Overview
The Eight Liberations (Vimokkha) represent the absolute pinnacle of meditative mastery in Theravāda. They chart a practitioner’s ability to completely liberate the mind from all material and immaterial constraints, progressing through the kasinas, the formless jhānas, and culminating in the temporary suspension of all conscious experience.
The List
- Possessed of form, one sees forms: The meditator uses a physical object (kasina) within their own body to attain the fine-material jhānas.
- Not perceiving form internally, one sees forms externally: The meditator uses an external physical object (kasina) outside their body to attain the fine-material jhānas.
- Resolved only upon the beautiful: The meditator attains the jhānas using extremely pure, beautiful color kasinas, completely liberating the mind from the perception of ugliness.
- The Base of Infinite Space: By completely transcending all perceptions of form, one attains the first formless absorption.
- The Base of Infinite Consciousness: By transcending infinite space, one attains the second formless absorption.
- The Base of Nothingness: By transcending infinite consciousness, one attains the third formless absorption.
- The Base of Neither-Perception-Nor-Non-Perception: By transcending nothingness, one attains the fourth formless absorption.
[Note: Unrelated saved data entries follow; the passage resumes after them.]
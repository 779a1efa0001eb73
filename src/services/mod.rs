pub mod distribution_planner;
pub mod exam_session_service;
pub mod performance_analyzer;
pub mod question_generator;
pub mod question_selector;
pub mod scoring_service;
pub mod test_assembly_service;

pub use distribution_planner::{Distribution, DistributionPlanner, DifficultyMix};
pub use exam_session_service::{ExamSessionService, SessionPolicy};
pub use performance_analyzer::PerformanceAnalyzer;
pub use question_generator::{GenerationRequest, OpenAiQuestionGenerator, QuestionGenerator};
pub use question_selector::{QuestionSelector, SelectionPolicy};
pub use scoring_service::ScoringService;
pub use test_assembly_service::{AssemblyPolicy, TestAssemblyService};
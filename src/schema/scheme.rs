//! Scheme tags selecting the network variant and the pluggable strategies.
//!
//! Each tag has a stable numeric code used in the binary parameter header and
//! a kebab-case name used on the command line and in JSON configuration.

use std::fmt;
use std::str::FromStr;

use serde::{Deserialize, Serialize};

/// Error for unknown scheme names or codes.
#[derive(Debug, Clone, PartialEq, thiserror::Error)]
pub enum SchemeError {
    #[error("Unknown {kind} scheme '{name}'")]
    UnknownName { kind: &'static str, name: String },
    #[error("Unknown {kind} scheme code {code}")]
    UnknownCode { kind: &'static str, code: u16 },
}

/// Which kind of network is evolved, and therefore which stop criterion applies.
#[derive(Debug, Clone, Copy, PartialEq, Default, Serialize, Deserialize)]
#[serde(tag = "type", rename_all = "kebab-case")]
pub enum NetworkType {
    /// Evolve for function only (flow error below threshold).
    #[default]
    Flow,
    /// Evolve for function, then for robustness against link removal.
    LinkRobust,
    /// Evolve for function, then for robustness against node removal.
    NodeRobust,
    /// Evolve for function, then for robustness against weight noise.
    NoiseRobust {
        /// Noise intensity in [0, 1).
        noise_level: f64,
    },
}

impl NetworkType {
    /// Numeric code stored in the parameter header.
    pub fn code(&self) -> u16 {
        match self {
            Self::Flow => 0,
            Self::LinkRobust => 1,
            Self::NodeRobust => 2,
            Self::NoiseRobust { .. } => 3,
        }
    }

    /// Rebuild from a header code. The noise level is stored separately.
    pub fn from_code(code: u16, noise_level: f64) -> Result<Self, SchemeError> {
        match code {
            0 => Ok(Self::Flow),
            1 => Ok(Self::LinkRobust),
            2 => Ok(Self::NodeRobust),
            3 => Ok(Self::NoiseRobust { noise_level }),
            _ => Err(SchemeError::UnknownCode {
                kind: "network type",
                code,
            }),
        }
    }

    /// True for every variant that tracks a robustness score.
    #[inline]
    pub fn is_robust(&self) -> bool {
        !matches!(self, Self::Flow)
    }

    /// Noise level for the noise-robust variant.
    pub fn noise_level(&self) -> Option<f64> {
        match self {
            Self::NoiseRobust { noise_level } => Some(*noise_level),
            _ => None,
        }
    }
}

impl fmt::Display for NetworkType {
    fn fmt(&self, f: &mut fmt::Formatter<'_>) -> fmt::Result {
        match self {
            Self::Flow => write!(f, "flow"),
            Self::LinkRobust => write!(f, "link-robust"),
            Self::NodeRobust => write!(f, "node-robust"),
            Self::NoiseRobust { noise_level } => write!(f, "noise-robust={}", noise_level),
        }
    }
}

/// How the initial topology is produced.
#[derive(Debug, Clone, Copy, PartialEq, Eq, Default, Serialize, Deserialize)]
#[serde(rename_all = "kebab-case")]
pub enum NetworkInit {
    /// Bernoulli wiring of every legal pair with probability `connectivity`.
    #[default]
    Random,
    /// Edges read from an external edge list.
    Fixed,
}

/// How the ideal output pattern is produced.
#[derive(Debug, Clone, Copy, PartialEq, Eq, Default, Serialize, Deserialize)]
#[serde(rename_all = "kebab-case")]
pub enum PatternInit {
    /// `k` random rows per column with random normalized weights.
    #[default]
    Random,
    /// Random patterns resampled until the complexity lies within bounds.
    Complexity,
    /// One dominant weight per column, rows shifted to minimise overlap.
    HighComplexity,
    /// One dominant weight per column, same rows for every column.
    LowComplexity,
    /// Equal weights on the same rows for every column.
    EqualComplexity,
    /// Equal weights on a row window shifted by one per column.
    #[serde(alias = "equal-spread-complexity")]
    EqualSpread,
}

/// How a candidate topology is perturbed.
#[derive(Debug, Clone, Copy, PartialEq, Eq, Default, Serialize, Deserialize)]
#[serde(rename_all = "kebab-case")]
pub enum MutationScheme {
    /// Toggle a single legal link.
    Link,
    /// Add or remove a whole input-to-output path.
    #[default]
    Path,
}

macro_rules! string_scheme {
    ($ty:ty, $kind:literal, [$(($variant:path, $name:literal, $code:literal)),+ $(,)?]) => {
        impl $ty {
            /// Numeric code stored in the parameter header.
            pub fn code(&self) -> u16 {
                match self {
                    $($variant => $code,)+
                }
            }

            /// Rebuild from a header code.
            pub fn from_code(code: u16) -> Result<Self, SchemeError> {
                match code {
                    $($code => Ok($variant),)+
                    _ => Err(SchemeError::UnknownCode { kind: $kind, code }),
                }
            }

            /// Name used on the command line.
            pub fn name(&self) -> &'static str {
                match self {
                    $($variant => $name,)+
                }
            }
        }

        impl FromStr for $ty {
            type Err = SchemeError;

            fn from_str(s: &str) -> Result<Self, Self::Err> {
                match s {
                    $($name => Ok($variant),)+
                    _ => Err(SchemeError::UnknownName {
                        kind: $kind,
                        name: s.to_string(),
                    }),
                }
            }
        }

        impl fmt::Display for $ty {
            fn fmt(&self, f: &mut fmt::Formatter<'_>) -> fmt::Result {
                f.write_str(self.name())
            }
        }
    };
}

string_scheme!(
    NetworkInit,
    "network initialisation",
    [(NetworkInit::Random, "random", 0), (NetworkInit::Fixed, "fixed", 1)]
);

string_scheme!(
    PatternInit,
    "pattern initialisation",
    [
        (PatternInit::Random, "random", 0),
        (PatternInit::Complexity, "complexity", 1),
        (PatternInit::HighComplexity, "high-complexity", 2),
        (PatternInit::LowComplexity, "low-complexity", 3),
        (PatternInit::EqualComplexity, "equal-complexity", 4),
        (PatternInit::EqualSpread, "equal-spread", 5),
    ]
);

string_scheme!(
    MutationScheme,
    "mutation",
    [(MutationScheme::Link, "link", 0), (MutationScheme::Path, "path", 1)]
);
- The Cessation of Perception and Feeling (Nirodha-samāpatti): The ultimate meditative attainment. Only an Anāgāmī or an Arahat who has mastered all previous eight states can enter this trance, where all mental activity completely stops.
Textual References
- Canonical: Mahānidāna Sutta (DN 15) – The Buddha explains that a monk who can enter and emerge from these eight liberations at will, and has destroyed the taints, is called “liberated both ways” (Ubhatobhāgavimutta).